[Extracted records]
▬▬▬▬▬▬

//! Initial planar embeddings.
//!
//! Three strategies produce the first guess the relaxer then refines:
//! conformal smoothing (the default), tube unrolling for cylinders and
//! elongated patches, and a BFS fan that works on any disk. A planar
//! projection backstops them all. The router tries them in priority order
//! and accepts the first embedding of the right size with finite values.

mod fan;
mod lscm;
mod tube;

use nalgebra::{Point2, Vector3};
use pattern_mesh::Mesh;
use tracing::{debug, warn};

use crate::config::FlattenConfig;
use crate::patch::Patch;

pub use fan::fan_embed;
pub use lscm::lscm_embed;
pub use tube::tube_embed;

/// Which initial-embedding strategy produced a pattern.
#[derive(Debug, Clone, Copy, PartialEq, Eq)]
pub enum InitialStrategy {
    /// Pinned Laplacian conformal smoothing.
    Lscm,
    /// Cylindrical unrolling around the long axis.
    Tube,
    /// BFS geodesic fan.
    Fan,
    /// Planar projection onto the best-fit plane.
    Projection,
}

impl std::fmt::Display for InitialStrategy {
    fn fmt(&self, f: &mut std::fmt::Formatter<'_>) -> std::fmt::Result {
        let name = match self {
            InitialStrategy::Lscm => "lscm",
            InitialStrategy::Tube => "tube",
            InitialStrategy::Fan => "fan",
            InitialStrategy::Projection => "projection",
        };
        f.write_str(name)
    }
}

/// An accepted initial embedding.
#[derive(Debug, Clone)]
pub struct InitialEmbedding {
    pub strategy: InitialStrategy,
    pub uv: Vec<Point2<f64>>,
}

/// A patch is elongated when its longest bounding-box side is at least
/// 1.8× the second longest; those unroll better than they smooth.
pub fn is_elongated(mesh: &Mesh) -> bool {
    let Some((min, max)) = mesh.bounds() else {
        return false;
    };
    let mut dims = [max.x - min.x, max.y - min.y, max.z - min.z];
    dims.sort_by(|a, b| b.partial_cmp(a).unwrap_or(std::cmp::Ordering::Equal));
    dims[0] >= 1.8 * dims[1]
}

/// Pick the initial embedding for a patch.
///
/// Priority: tube (when the patch was cylinder-cut or is elongated), then
/// conformal smoothing, then the BFS fan, then planar projection.
/// `force_fan` skips the first two for patches already known not to be
/// disks.
pub fn choose_initial(
    patch: &Patch,
    config: &FlattenConfig,
    prefer_tube: bool,
    force_fan: bool,
) -> InitialEmbedding {
    let n = patch.vertex_count();

    if !force_fan {
        if prefer_tube {
            match tube_embed(&patch.mesh) {
                Ok(uv) if accept(&uv, n) => {
                    return InitialEmbedding {
                        strategy: InitialStrategy::Tube,
                        uv,
                    }
                }
                Ok(_) => warn!("Tube unroll returned a malformed embedding; falling back"),
                Err(e) => debug!("Tube unroll unavailable: {}", e),
            }
        }

        let uv = lscm_embed(&patch.mesh, config.lscm_iterations, config.lscm_alpha);
        if accept(&uv, n) {
            return InitialEmbedding {
                strategy: InitialStrategy::Lscm,
                uv,
            };
        }
        warn!("Conformal embedding rejected; falling back to BFS fan");
    }

    let uv = fan_embed(&patch.mesh);
    if accept(&uv, n) {
        return InitialEmbedding {
            strategy: InitialStrategy::Fan,
            uv,
        };
    }

    warn!("BFS fan rejected; using planar projection");
    InitialEmbedding {
        strategy: InitialStrategy::Projection,
        uv: planar_projection(&patch.mesh),
    }
}

/// An embedding is accepted when it covers every vertex with finite values.
fn accept(uv: &[Point2<f64>], vertex_count: usize) -> bool {
    uv.len() == vertex_count && uv.iter().all(|p| p.x.is_finite() && p.y.is_finite())
}

/// Project all vertices onto the mesh's area-weighted best-fit plane.
///
/// Never fails and never produces non-finite values; the quality is whatever
/// the surface curvature allows.
pub fn planar_projection(mesh: &Mesh) -> Vec<Point2<f64>> {
    let centroid = match mesh.centroid() {
        Some(c) => c,
        None => return Vec::new(),
    };

    let mut normal = Vector3::zeros();
    for tri in mesh.triangles() {
        normal += tri.normal_unnormalized();
    }
    if normal.norm_squared() < 1e-20 {
        normal = Vector3::z();
    } else {
        normal.normalize_mut();
    }

    let (u_axis, v_axis) = plane_basis(&normal);

    mesh.vertices
        .iter()
        .map(|vertex| {
            let d = vertex.position - centroid;
            Point2::new(d.dot(&u_axis), d.dot(&v_axis))
        })
        .collect()
}

/// Orthonormal in-plane basis for a unit normal.
pub(crate) fn plane_basis(normal: &Vector3<f64>) -> (Vector3<f64>, Vector3<f64>) {
    // Start from the world axis least parallel to the normal.
    let seed = if normal.x.abs() <= normal.y.abs() && normal.x.abs() <= normal.z.abs() {
        Vector3::x()
    } else if normal.y.abs() <= normal.z.abs() {
        Vector3::y()
    } else {
        Vector3::z()
    };

    let u_axis = normal.cross(&seed).normalize();
    let v_axis = normal.cross(&u_axis).normalize();
    (u_axis, v_axis)
}

#[cfg(test)]
mod tests {
    use super::*;
    use hashbrown::HashSet;
    use pattern_mesh::Vertex;

    fn flat_quad_patch() -> Patch {
        let mut mesh = Mesh::new();
        mesh.vertices.push(Vertex::from_coords(0.0, 0.0, 0.0));
        mesh.vertices.push(Vertex::from_coords(1.0, 0.0, 0.0));
        mesh.vertices.push(Vertex::from_coords(1.0, 1.0, 0.0));
        mesh.vertices.push(Vertex::from_coords(0.0, 1.0, 0.0));
        mesh.faces.push([0, 1, 2]);
        mesh.faces.push([0, 2, 3]);
        Patch::from_faces(&mesh, &[0, 1], &HashSet::new())
    }

    #[test]
    fn test_is_elongated() {
        let mut long = Mesh::new();
        long.vertices.push(Vertex::from_coords(0.0, 0.0, 0.0));
        long.vertices.push(Vertex::from_coords(10.0, 1.0, 0.5));
        assert!(is_elongated(&long));

        let mut square = Mesh::new();
        square.vertices.push(Vertex::from_coords(0.0, 0.0, 0.0));
        square.vertices.push(Vertex::from_coords(1.0, 1.0, 0.0));
        assert!(!is_elongated(&square));
    }

    #[test]
    fn test_projection_preserves_flat_geometry() {
        let patch = flat_quad_patch();
        let uv = planar_projection(&patch.mesh);

        assert_eq!(uv.len(), 4);
        // A flat mesh projects isometrically: edge lengths survive.
        let d01 = (uv[1] - uv[0]).norm();
        assert!((d01 - 1.0).abs() < 1e-9);
        let d02 = (uv[2] - uv[0]).norm();
        assert!((d02 - 2.0_f64.sqrt()).abs() < 1e-9);
    }

    #[test]
    fn test_router_accepts_lscm_for_disk() {
        let patch = flat_quad_patch();
        let embedding = choose_initial(&patch, &FlattenConfig::default(), false, false);
        assert_eq!(embedding.strategy, InitialStrategy::Lscm);
        assert_eq!(embedding.uv.len(), patch.vertex_count());
    }

    #[test]
    fn test_router_force_fan() {
        let patch = flat_quad_patch();
        let embedding = choose_initial(&patch, &FlattenConfig::default(), false, true);
        assert_eq!(embedding.strategy, InitialStrategy::Fan);
        assert_eq!(embedding.uv.len(), patch.vertex_count());
    }

    #[test]
    fn test_plane_basis_orthonormal() {
        for normal in [Vector3::z(), Vector3::x(), Vector3::new(1.0, 1.0, 1.0).normalize()] {
            let (u, v) = plane_basis(&normal);
            assert!((u.norm() - 1.0).abs() < 1e-12);
            assert!((v.norm() - 1.0).abs() < 1e-12);
            assert!(u.dot(&v).abs() < 1e-12);
            assert!(u.dot(&normal).abs() < 1e-12);
        }
    }
}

▬▬▬▬▬▬

▸ **Your objective**
Scan the records for the string "seed" and report each line where it occurs.

▸ **Completed exercise**
    let seed = if normal.x.abs() <= normal.y.abs() && normal.x.abs() <= normal.z.abs() {
    let u_axis = normal.cross(&seed).normalize();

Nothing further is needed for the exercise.